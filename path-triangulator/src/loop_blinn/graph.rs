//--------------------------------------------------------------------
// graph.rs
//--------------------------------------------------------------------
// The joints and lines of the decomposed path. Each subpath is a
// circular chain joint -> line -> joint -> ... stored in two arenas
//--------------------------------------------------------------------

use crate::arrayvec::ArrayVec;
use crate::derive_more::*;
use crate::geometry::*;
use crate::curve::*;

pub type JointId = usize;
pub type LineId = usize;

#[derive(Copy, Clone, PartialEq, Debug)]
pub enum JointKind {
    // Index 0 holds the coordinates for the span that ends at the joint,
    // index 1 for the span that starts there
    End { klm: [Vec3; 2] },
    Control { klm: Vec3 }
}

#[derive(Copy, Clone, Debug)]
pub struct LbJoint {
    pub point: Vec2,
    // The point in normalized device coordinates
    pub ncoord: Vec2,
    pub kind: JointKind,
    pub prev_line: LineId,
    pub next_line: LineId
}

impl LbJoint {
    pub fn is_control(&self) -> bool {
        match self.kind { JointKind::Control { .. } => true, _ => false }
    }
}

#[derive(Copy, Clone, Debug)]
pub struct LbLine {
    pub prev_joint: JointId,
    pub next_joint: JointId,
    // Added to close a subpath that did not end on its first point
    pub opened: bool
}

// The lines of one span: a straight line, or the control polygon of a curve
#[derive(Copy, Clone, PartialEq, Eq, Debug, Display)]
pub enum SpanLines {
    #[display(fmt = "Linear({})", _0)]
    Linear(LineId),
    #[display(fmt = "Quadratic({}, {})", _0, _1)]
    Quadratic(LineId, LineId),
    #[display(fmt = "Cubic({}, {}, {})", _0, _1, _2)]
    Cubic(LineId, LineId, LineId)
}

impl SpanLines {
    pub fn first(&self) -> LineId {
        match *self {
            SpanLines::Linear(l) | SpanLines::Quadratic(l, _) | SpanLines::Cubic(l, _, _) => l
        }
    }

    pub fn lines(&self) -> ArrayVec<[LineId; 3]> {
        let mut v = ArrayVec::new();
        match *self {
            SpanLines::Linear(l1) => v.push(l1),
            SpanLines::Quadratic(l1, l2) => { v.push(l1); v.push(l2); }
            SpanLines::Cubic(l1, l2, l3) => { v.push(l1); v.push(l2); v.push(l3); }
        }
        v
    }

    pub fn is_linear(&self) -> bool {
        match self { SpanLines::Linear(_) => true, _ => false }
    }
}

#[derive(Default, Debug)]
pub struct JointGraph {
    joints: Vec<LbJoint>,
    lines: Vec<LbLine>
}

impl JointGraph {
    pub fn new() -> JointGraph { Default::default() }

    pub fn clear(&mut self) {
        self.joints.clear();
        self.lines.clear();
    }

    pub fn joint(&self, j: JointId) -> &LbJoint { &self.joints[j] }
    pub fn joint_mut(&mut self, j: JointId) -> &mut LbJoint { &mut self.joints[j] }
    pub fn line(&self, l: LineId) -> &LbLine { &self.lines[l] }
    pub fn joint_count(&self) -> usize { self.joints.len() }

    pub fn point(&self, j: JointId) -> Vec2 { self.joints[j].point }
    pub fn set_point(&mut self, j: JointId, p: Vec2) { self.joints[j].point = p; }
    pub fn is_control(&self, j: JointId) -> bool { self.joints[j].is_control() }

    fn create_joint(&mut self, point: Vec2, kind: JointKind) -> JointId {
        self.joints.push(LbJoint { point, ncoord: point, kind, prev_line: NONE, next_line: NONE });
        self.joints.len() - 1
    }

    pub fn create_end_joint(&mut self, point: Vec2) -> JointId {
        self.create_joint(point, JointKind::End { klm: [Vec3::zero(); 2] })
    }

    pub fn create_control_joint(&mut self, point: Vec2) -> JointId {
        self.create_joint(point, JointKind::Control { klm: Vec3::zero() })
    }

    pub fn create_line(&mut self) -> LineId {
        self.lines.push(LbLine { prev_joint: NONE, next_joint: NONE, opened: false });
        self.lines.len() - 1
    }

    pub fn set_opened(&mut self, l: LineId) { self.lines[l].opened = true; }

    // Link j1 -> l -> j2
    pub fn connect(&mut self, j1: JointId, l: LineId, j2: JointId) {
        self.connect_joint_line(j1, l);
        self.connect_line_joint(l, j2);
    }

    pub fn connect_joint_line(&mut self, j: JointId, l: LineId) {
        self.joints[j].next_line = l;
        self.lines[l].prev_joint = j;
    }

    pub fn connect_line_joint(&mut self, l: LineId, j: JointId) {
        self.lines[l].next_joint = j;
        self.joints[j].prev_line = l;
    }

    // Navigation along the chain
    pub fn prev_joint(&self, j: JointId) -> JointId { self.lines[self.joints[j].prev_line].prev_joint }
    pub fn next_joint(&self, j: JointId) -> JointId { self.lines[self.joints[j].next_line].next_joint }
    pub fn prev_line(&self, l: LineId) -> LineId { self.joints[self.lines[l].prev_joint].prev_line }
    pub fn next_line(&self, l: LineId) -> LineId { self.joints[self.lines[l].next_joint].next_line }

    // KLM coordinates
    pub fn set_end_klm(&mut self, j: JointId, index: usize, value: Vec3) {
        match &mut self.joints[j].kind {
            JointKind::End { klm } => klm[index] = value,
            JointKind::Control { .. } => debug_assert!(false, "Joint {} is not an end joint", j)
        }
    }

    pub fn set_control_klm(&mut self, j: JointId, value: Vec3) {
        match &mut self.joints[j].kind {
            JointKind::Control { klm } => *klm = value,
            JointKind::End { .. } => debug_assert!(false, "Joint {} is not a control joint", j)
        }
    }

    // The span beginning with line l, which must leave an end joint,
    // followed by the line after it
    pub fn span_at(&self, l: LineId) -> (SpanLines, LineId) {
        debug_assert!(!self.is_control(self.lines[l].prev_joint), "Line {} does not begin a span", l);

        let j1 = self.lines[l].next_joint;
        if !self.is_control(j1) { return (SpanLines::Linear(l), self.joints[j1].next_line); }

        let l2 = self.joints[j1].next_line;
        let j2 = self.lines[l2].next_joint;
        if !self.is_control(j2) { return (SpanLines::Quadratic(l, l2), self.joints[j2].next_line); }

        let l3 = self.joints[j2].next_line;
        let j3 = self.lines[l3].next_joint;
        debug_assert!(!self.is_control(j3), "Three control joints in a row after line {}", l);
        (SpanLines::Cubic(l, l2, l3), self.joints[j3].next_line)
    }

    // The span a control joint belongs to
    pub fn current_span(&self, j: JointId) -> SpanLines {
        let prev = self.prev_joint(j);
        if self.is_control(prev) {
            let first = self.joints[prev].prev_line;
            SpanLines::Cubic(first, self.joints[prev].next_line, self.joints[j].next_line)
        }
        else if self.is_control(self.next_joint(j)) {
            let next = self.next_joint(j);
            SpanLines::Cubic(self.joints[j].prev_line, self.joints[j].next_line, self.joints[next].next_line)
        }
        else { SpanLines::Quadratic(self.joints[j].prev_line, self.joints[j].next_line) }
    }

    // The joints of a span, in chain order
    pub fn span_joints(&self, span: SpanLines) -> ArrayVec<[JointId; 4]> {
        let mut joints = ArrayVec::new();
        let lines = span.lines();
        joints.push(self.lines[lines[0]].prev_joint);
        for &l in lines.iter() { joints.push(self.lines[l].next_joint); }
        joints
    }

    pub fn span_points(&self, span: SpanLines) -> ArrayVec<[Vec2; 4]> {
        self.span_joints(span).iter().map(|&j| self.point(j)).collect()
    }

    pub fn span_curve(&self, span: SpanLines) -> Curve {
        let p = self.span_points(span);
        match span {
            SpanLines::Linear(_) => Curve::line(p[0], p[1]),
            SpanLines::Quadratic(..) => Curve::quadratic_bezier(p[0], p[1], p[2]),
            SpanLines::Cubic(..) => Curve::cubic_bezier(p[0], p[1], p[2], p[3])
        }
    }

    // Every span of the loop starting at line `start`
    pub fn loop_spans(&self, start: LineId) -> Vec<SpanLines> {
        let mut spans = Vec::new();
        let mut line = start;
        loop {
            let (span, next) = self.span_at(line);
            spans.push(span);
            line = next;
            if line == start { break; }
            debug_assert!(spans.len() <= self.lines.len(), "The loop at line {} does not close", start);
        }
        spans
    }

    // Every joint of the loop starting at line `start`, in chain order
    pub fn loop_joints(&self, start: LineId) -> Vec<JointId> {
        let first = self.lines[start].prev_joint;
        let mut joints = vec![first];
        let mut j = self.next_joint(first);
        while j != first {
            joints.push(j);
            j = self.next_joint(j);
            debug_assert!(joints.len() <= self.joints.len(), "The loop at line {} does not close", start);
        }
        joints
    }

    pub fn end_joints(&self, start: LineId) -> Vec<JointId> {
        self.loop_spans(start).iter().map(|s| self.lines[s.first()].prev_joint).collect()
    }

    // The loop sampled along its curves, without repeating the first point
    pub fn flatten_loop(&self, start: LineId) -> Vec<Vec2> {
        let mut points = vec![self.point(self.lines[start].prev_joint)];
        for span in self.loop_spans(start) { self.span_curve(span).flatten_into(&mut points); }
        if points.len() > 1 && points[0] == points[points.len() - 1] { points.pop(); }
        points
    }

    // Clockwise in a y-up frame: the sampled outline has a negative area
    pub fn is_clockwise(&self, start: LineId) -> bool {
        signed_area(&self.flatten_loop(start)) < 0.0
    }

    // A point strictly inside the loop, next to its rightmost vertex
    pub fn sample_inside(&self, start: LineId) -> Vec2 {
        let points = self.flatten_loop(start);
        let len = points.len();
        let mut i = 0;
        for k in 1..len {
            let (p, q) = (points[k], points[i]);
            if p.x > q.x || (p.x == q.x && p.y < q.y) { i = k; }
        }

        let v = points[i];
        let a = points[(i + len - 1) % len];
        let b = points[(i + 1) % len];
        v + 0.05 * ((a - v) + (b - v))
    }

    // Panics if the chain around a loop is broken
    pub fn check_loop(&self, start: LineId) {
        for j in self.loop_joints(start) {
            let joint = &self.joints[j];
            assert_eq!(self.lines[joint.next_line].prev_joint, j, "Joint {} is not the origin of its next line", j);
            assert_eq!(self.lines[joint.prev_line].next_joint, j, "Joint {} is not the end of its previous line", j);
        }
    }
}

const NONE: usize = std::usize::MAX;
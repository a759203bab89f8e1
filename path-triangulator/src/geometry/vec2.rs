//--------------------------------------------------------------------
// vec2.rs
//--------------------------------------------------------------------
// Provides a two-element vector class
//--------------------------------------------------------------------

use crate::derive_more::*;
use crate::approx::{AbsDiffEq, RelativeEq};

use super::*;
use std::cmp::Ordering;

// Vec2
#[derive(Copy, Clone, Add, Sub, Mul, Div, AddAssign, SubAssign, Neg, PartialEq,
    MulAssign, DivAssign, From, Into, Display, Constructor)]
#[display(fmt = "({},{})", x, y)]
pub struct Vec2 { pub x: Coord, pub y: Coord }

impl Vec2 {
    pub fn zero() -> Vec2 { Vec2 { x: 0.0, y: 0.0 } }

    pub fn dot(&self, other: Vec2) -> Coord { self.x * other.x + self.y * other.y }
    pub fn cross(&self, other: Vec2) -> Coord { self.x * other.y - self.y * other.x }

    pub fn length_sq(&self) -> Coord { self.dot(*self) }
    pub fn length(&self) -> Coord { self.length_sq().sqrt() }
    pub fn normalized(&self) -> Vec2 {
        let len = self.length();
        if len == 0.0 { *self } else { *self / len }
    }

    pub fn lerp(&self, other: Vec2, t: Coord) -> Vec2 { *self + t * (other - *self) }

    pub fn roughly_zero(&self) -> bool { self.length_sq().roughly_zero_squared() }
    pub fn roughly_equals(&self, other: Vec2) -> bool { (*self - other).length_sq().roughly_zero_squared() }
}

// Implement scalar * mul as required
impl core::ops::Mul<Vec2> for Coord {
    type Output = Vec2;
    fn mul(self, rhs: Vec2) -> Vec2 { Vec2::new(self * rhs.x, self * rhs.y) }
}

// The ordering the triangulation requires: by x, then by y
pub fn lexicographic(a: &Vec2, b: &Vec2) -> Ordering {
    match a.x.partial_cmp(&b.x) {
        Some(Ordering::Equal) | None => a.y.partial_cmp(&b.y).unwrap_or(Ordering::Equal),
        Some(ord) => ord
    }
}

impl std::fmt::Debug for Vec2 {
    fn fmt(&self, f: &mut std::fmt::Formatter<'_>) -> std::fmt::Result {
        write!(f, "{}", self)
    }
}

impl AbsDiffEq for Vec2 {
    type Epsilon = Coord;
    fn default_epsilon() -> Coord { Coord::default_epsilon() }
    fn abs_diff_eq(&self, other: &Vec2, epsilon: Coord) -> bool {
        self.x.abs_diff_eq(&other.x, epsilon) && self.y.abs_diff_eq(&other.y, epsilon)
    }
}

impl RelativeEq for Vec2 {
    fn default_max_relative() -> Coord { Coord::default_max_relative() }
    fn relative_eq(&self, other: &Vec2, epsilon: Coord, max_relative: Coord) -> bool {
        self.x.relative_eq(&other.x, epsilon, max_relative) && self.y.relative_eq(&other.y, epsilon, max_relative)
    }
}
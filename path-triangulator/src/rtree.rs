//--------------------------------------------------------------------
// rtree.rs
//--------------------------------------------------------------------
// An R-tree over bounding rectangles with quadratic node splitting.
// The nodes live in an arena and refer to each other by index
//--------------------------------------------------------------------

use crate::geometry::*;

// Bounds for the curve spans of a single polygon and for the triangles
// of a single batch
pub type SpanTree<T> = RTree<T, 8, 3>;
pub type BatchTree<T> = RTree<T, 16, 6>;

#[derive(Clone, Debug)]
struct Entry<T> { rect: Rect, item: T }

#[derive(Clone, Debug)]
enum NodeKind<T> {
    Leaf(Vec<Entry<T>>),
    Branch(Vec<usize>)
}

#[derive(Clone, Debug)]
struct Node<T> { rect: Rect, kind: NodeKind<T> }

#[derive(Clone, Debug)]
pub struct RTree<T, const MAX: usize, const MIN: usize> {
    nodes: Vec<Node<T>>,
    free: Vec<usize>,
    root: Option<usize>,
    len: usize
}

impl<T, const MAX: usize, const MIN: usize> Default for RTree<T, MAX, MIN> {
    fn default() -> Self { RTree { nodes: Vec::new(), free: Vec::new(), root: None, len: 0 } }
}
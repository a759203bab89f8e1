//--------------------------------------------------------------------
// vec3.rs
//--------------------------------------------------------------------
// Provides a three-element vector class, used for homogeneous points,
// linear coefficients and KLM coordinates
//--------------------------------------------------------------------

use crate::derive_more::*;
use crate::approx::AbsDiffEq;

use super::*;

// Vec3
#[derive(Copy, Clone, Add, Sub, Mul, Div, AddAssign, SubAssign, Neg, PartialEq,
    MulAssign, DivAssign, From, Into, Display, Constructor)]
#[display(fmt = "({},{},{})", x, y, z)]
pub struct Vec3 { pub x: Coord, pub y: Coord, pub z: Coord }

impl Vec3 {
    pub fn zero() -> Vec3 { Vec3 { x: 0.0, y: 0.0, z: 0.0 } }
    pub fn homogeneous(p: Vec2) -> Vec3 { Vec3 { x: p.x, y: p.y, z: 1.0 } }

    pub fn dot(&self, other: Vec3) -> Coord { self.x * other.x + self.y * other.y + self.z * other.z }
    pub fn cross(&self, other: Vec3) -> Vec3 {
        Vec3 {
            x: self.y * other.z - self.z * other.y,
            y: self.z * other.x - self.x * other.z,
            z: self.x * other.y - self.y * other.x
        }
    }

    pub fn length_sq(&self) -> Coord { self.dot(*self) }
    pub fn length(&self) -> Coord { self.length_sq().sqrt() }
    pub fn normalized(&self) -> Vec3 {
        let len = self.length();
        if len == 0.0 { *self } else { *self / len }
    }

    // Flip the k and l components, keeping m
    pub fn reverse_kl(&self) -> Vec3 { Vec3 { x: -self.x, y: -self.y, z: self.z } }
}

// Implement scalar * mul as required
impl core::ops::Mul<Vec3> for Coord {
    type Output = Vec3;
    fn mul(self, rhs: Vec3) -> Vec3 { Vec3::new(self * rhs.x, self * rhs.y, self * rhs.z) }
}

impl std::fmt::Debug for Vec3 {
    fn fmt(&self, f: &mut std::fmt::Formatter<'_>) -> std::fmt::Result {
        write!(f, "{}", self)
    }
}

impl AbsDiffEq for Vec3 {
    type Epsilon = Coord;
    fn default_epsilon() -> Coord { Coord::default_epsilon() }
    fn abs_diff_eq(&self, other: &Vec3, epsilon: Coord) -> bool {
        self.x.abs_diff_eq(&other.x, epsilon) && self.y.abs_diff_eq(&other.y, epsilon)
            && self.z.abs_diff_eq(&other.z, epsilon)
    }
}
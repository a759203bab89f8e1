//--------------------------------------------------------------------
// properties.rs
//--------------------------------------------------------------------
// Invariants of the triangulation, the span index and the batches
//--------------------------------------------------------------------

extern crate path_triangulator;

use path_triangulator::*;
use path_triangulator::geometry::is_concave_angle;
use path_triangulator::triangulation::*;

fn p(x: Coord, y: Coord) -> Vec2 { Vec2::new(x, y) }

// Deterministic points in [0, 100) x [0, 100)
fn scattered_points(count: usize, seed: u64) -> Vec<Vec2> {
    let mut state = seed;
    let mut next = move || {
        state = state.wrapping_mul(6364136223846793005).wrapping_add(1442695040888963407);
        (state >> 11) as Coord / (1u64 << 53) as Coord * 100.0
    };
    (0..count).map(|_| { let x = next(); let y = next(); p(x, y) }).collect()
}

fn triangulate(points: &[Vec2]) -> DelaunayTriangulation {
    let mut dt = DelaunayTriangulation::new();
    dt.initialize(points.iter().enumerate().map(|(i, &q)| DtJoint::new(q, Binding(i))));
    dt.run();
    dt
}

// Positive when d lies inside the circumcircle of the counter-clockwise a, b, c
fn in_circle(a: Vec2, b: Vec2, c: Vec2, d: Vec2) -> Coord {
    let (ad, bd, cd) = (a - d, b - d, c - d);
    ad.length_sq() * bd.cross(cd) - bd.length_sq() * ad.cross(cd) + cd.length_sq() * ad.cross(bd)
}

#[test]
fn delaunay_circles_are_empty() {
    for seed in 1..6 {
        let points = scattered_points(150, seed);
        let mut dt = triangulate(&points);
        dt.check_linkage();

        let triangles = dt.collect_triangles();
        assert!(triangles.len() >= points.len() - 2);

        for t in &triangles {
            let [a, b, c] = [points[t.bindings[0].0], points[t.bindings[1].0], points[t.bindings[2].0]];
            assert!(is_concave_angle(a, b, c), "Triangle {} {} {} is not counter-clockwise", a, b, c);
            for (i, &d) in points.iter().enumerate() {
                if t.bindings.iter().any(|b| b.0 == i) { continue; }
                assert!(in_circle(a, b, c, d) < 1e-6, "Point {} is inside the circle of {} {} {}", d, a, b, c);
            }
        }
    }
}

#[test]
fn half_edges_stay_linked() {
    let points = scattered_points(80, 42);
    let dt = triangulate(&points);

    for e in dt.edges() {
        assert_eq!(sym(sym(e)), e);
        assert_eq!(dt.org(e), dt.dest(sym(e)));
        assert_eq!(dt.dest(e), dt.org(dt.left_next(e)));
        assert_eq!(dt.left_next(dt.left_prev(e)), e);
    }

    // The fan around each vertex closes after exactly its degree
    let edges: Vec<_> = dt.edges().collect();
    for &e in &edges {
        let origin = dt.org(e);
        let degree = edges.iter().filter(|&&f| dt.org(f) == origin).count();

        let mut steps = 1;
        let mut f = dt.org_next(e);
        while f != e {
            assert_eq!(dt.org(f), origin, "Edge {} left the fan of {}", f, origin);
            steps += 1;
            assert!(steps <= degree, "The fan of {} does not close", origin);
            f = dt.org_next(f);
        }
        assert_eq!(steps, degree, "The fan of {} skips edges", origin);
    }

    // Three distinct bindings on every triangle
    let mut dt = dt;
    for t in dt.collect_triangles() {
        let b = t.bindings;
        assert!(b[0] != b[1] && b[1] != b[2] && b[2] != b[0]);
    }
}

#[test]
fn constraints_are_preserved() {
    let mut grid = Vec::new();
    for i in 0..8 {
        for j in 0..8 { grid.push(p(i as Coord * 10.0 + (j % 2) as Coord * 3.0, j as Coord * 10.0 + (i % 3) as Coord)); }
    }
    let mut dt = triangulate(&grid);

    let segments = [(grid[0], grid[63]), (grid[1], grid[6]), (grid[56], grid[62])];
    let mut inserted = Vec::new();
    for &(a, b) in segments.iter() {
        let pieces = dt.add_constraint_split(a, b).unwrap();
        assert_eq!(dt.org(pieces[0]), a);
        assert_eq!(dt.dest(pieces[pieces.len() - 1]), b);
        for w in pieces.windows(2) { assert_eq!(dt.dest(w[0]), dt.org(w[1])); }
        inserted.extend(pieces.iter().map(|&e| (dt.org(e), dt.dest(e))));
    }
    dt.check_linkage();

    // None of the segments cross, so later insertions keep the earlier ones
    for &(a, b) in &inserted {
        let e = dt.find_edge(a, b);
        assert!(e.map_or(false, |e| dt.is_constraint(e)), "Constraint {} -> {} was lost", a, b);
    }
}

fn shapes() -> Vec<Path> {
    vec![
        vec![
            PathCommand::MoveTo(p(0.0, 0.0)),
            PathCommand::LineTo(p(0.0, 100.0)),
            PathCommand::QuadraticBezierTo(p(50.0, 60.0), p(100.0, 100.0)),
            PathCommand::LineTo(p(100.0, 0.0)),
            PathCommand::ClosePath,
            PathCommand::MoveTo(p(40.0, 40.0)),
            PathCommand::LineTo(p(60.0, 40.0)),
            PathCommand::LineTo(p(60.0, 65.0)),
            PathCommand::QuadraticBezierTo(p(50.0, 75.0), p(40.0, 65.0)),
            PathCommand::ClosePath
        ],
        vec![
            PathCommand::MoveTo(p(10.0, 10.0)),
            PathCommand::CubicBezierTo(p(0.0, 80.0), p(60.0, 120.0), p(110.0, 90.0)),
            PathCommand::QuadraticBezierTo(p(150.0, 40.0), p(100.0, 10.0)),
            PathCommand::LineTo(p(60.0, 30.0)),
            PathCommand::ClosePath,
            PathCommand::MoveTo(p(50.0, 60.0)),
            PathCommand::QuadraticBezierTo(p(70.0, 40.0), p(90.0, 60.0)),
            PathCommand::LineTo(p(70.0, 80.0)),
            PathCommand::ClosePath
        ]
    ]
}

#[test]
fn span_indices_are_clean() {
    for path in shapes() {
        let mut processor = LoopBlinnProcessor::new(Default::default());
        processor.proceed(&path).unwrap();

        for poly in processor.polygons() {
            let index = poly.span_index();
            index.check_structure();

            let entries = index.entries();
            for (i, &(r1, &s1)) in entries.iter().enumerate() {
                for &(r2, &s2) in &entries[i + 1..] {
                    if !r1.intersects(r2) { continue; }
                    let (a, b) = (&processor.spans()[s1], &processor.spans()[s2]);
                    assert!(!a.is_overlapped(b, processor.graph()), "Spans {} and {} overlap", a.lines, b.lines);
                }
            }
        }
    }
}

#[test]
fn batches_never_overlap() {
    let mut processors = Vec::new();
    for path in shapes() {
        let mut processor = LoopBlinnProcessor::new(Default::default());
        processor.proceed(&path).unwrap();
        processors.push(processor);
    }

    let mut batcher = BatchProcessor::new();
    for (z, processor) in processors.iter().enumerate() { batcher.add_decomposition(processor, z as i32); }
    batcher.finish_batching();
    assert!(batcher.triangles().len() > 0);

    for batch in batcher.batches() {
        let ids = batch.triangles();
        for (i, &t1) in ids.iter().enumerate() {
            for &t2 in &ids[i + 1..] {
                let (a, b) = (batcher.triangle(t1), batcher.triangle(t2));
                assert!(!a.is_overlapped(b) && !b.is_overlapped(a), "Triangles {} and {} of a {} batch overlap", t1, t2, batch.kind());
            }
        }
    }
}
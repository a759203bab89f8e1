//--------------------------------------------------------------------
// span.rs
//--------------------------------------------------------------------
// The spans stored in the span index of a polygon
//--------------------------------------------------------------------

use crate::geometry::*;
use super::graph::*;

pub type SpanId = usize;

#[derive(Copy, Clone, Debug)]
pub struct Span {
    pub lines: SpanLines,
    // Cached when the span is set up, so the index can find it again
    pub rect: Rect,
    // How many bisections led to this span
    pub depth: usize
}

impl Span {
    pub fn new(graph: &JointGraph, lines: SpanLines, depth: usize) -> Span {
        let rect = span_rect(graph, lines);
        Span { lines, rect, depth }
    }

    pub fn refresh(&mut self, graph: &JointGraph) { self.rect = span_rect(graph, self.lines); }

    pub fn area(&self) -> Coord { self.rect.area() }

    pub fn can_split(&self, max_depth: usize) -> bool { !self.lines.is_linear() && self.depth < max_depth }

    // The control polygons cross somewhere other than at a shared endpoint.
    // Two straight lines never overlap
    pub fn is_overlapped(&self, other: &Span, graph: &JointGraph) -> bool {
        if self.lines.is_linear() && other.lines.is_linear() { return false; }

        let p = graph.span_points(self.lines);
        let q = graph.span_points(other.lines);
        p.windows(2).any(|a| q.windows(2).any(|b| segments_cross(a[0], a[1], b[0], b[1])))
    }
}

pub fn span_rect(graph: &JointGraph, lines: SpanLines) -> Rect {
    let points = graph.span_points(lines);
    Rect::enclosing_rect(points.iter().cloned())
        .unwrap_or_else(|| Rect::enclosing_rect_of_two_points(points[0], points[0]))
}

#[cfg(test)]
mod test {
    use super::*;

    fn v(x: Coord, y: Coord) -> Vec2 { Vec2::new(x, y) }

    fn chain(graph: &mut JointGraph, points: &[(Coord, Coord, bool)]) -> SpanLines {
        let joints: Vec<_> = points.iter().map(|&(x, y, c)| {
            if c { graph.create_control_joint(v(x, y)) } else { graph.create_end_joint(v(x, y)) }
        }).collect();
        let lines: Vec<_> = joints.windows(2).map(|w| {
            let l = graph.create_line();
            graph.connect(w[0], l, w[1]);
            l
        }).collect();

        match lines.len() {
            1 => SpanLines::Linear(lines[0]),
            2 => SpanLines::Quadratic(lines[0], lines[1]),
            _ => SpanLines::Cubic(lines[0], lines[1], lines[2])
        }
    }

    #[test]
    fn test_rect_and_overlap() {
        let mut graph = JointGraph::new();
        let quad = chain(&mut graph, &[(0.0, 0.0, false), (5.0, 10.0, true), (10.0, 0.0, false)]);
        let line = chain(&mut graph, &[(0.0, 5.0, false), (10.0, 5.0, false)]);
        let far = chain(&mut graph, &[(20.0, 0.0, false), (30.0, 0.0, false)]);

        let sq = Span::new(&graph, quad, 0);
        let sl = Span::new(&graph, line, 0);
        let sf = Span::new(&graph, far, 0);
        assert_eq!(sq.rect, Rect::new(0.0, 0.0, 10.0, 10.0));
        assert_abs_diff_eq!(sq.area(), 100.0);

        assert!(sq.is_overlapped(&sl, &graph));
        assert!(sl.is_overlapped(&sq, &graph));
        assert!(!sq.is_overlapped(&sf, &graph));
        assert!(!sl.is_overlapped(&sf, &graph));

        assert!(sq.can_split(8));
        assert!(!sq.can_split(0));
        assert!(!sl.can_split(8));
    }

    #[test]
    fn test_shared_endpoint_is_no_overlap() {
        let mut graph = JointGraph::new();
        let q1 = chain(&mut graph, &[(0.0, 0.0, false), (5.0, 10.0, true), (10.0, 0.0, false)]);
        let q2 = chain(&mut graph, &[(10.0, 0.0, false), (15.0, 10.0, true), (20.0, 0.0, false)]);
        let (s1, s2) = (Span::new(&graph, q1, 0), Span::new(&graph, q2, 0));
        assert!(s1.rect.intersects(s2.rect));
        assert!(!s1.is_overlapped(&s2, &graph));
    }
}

— THE PROBLEM —
In the material above, please count the lines that hold the word "bindings" and answer with only that number.

— TASK OUTPUT —
4